▸ TASK TO COMPLETE: Write out the data once more, exactly as it reads.

▸ INPUT DATA:

········

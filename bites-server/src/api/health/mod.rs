//! Health check endpoint

use axum::{Json, Router, routing::get};
use serde::Serialize;

use crate::core::ServerState;

pub fn router() -> Router<ServerState> {
    Router::new().route("/health", get(health))
}

#[derive(Serialize)]
struct HealthInfo {
    status: &'static str,
    version: &'static str,
    timestamp: String,
}

async fn health() -> Json<HealthInfo> {
    Json(HealthInfo {
        status: "ok",
        version: env!("CARGO_PKG_VERSION"),
        timestamp: chrono::Utc::now().to_rfc3339(),
    })
}
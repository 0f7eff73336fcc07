//! Cart Repository

use surrealdb::{RecordId, Surreal};
use surrealdb::engine::local::Db;

use super::{BaseRepository, RepoError, RepoResult, record_key, record_ref};
use crate::db::models::CartItem;

const CART_TABLE: &str = "cart_item";

#[derive(Clone)]
pub struct CartRepository {
    base: BaseRepository,
}

impl CartRepository {
    pub fn new(db: Surreal<Db>) -> Self {
        Self {
            base: BaseRepository::new(db),
        }
    }

    pub async fn find_for_user(&self, user: &RecordId) -> RepoResult<Vec<CartItem>> {
        let items: Vec<CartItem> = self
            .base
            .db()
            .query("SELECT * FROM cart_item WHERE user = $user ORDER BY created_at DESC")
            .bind(("user", user.to_string()))
            .await?
            .take(0)?;
        Ok(items)
    }

    pub async fn find_by_id(&self, id: &str) -> RepoResult<Option<CartItem>> {
        let key = record_key(CART_TABLE, id).to_string();
        let item: Option<CartItem> = self.base.db().select((CART_TABLE, key)).await?;
        Ok(item)
    }

    /// Add a product to the cart, bumping quantity if a line already exists
    pub async fn add(
        &self,
        user: RecordId,
        product: RecordId,
        quantity: u32,
    ) -> RepoResult<CartItem> {
        if quantity == 0 {
            return Err(RepoError::Validation("Quantity must be at least 1".into()));
        }

        let mut result = self
            .base
            .db()
            .query("SELECT * FROM cart_item WHERE user = $user AND product = $product LIMIT 1")
            .bind(("user", user.to_string()))
            .bind(("product", product.to_string()))
            .await?;
        let existing: Vec<CartItem> = result.take(0)?;

        if let Some(line) = existing.into_iter().next() {
            let id = line
                .id
                .as_ref()
                .map(|id| id.to_string())
                .ok_or_else(|| RepoError::Database("Cart line missing id".into()))?;
            return self.set_quantity(&id, line.quantity + quantity).await;
        }

        let item = CartItem {
            id: None,
            user,
            product,
            quantity,
            created_at: chrono::Utc::now().to_rfc3339(),
        };
        let created: Option<CartItem> = self.base.db().create(CART_TABLE).content(item).await?;
        created.ok_or_else(|| RepoError::Database("Failed to create cart item".to_string()))
    }

    pub async fn set_quantity(&self, id: &str, quantity: u32) -> RepoResult<CartItem> {
        if quantity == 0 {
            return Err(RepoError::Validation("Quantity must be at least 1".into()));
        }

        let rid = record_ref(CART_TABLE, id);
        let mut result = self
            .base
            .db()
            .query("UPDATE type::record($rid) SET quantity = $quantity RETURN AFTER")
            .bind(("rid", rid))
            .bind(("quantity", quantity))
            .await?;
        let items: Vec<CartItem> = result.take(0)?;
        items
            .into_iter()
            .next()
            .ok_or_else(|| RepoError::NotFound(format!("Cart item {} not found", id)))
    }

    pub async fn remove(&self, id: &str) -> RepoResult<()> {
        let key = record_key(CART_TABLE, id).to_string();
        let deleted: Option<CartItem> = self.base.db().delete((CART_TABLE, key)).await?;
        if deleted.is_none() {
            return Err(RepoError::NotFound(format!("Cart item {} not found", id)));
        }
        Ok(())
    }

    /// Delete every cart line for a user (post-checkout cleanup)
    pub async fn clear_user(&self, user: &RecordId) -> RepoResult<()> {
        self.base
            .db()
            .query("DELETE cart_item WHERE user = $user")
            .bind(("user", user.to_string()))
            .await?;
        Ok(())
    }
}
//! Background services
//!
//! Notification fan-out (email + web push) running off the request
//! path.

pub mod email;
pub mod notifier;
pub mod push;

pub use email::{EmailClient, EmailSender};
pub use notifier::{Notifier, NotifierEvent, NotifierService, OrderLine, OrderPlaced};
pub use push::{PushError, PushGateway, VapidConfig, WebPushGateway};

········

▸ SOLUTION TO THE EXERCISE:
filename bites-server/src/api/health/mod.rs
//! Health check endpoint

use axum::{Json, Router, routing::get};
use serde::Serialize;

use crate::core::ServerState;

pub fn router() -> Router<ServerState> {
    Router::new().route("/health", get(health))
}

#[derive(Serialize)]
struct HealthInfo {
    status: &'static str,
    version: &'static str,
    timestamp: String,
}

async fn health() -> Json<HealthInfo> {
    Json(HealthInfo {
        status: "ok",
        version: env!("CARGO_PKG_VERSION"),
        timestamp: chrono::Utc::now().to_rfc3339(),
    })
}
repository 0f7eff73336fcc07
//! Cart Repository

use surrealdb::{RecordId, Surreal};
use surrealdb::engine::local::Db;

use super::{BaseRepository, RepoError, RepoResult, record_key, record_ref};
use crate::db::models::CartItem;

const CART_TABLE: &str = "cart_item";

#[derive(Clone)]
pub struct CartRepository {
    base: BaseRepository,
}

impl CartRepository {
    pub fn new(db: Surreal<Db>) -> Self {
        Self {
            base: BaseRepository::new(db),
        }
    }

    pub async fn find_for_user(&self, user: &RecordId) -> RepoResult<Vec<CartItem>> {
        let items: Vec<CartItem> = self
            .base
            .db()
            .query("SELECT * FROM cart_item WHERE user = $user ORDER BY created_at DESC")
            .bind(("user", user.to_string()))
            .await?
            .take(0)?;
        Ok(items)
    }

    pub async fn find_by_id(&self, id: &str) -> RepoResult<Option<CartItem>> {
        let key = record_key(CART_TABLE, id).to_string();
        let item: Option<CartItem> = self.base.db().select((CART_TABLE, key)).await?;
        Ok(item)
    }

    /// Add a product to the cart, bumping quantity if a line already exists
    pub async fn add(
        &self,
        user: RecordId,
        product: RecordId,
        quantity: u32,
    ) -> RepoResult<CartItem> {
        if quantity == 0 {
            return Err(RepoError::Validation("Quantity must be at least 1".into()));
        }

        let mut result = self
            .base
            .db()
            .query("SELECT * FROM cart_item WHERE user = $user AND product = $product LIMIT 1")
            .bind(("user", user.to_string()))
            .bind(("product", product.to_string()))
            .await?;
        let existing: Vec<CartItem> = result.take(0)?;

        if let Some(line) = existing.into_iter().next() {
            let id = line
                .id
                .as_ref()
                .map(|id| id.to_string())
                .ok_or_else(|| RepoError::Database("Cart line missing id".into()))?;
            return self.set_quantity(&id, line.quantity + quantity).await;
        }

        let item = CartItem {
            id: None,
            user,
            product,
            quantity,
            created_at: chrono::Utc::now().to_rfc3339(),
        };
        let created: Option<CartItem> = self.base.db().create(CART_TABLE).content(item).await?;
        created.ok_or_else(|| RepoError::Database("Failed to create cart item".to_string()))
    }

    pub async fn set_quantity(&self, id: &str, quantity: u32) -> RepoResult<CartItem> {
        if quantity == 0 {
            return Err(RepoError::Validation("Quantity must be at least 1".into()));
        }

        let rid = record_ref(CART_TABLE, id);
        let mut result = self
            .base
            .db()
            .query("UPDATE type::record($rid) SET quantity = $quantity RETURN AFTER")
            .bind(("rid", rid))
            .bind(("quantity", quantity))
            .await?;
        let items: Vec<CartItem> = result.take(0)?;
        items
            .into_iter()
            .next()
            .ok_or_else(|| RepoError::NotFound(format!("Cart item {} not found", id)))
    }

    pub async fn remove(&self, id: &str) -> RepoResult<()> {
        let key = record_key(CART_TABLE, id).to_string();
        let deleted: Option<CartItem> = self.base.db().delete((CART_TABLE, key)).await?;
        if deleted.is_none() {
            return Err(RepoError::NotFound(format!("Cart item {} not found", id)));
        }
        Ok(())
    }

    /// Delete every cart line for a user (post-checkout cleanup)
    pub async fn clear_user(&self, user: &RecordId) -> RepoResult<()> {
        self.base
            .db()
            .query("DELETE cart_item WHERE user = $user")
            .bind(("user", user.to_string()))
            .await?;
        Ok(())
    }
}
//! Background services
//!
//! Notification fan-out (email + web push) running off the request
//! path.

pub mod email;
pub mod notifier;
pub mod push;

pub use email::{EmailClient, EmailSender};
pub use notifier::{Notifier, NotifierEvent, NotifierService, OrderLine, OrderPlaced};
pub use push::{PushError, PushGateway, VapidConfig, WebPushGateway};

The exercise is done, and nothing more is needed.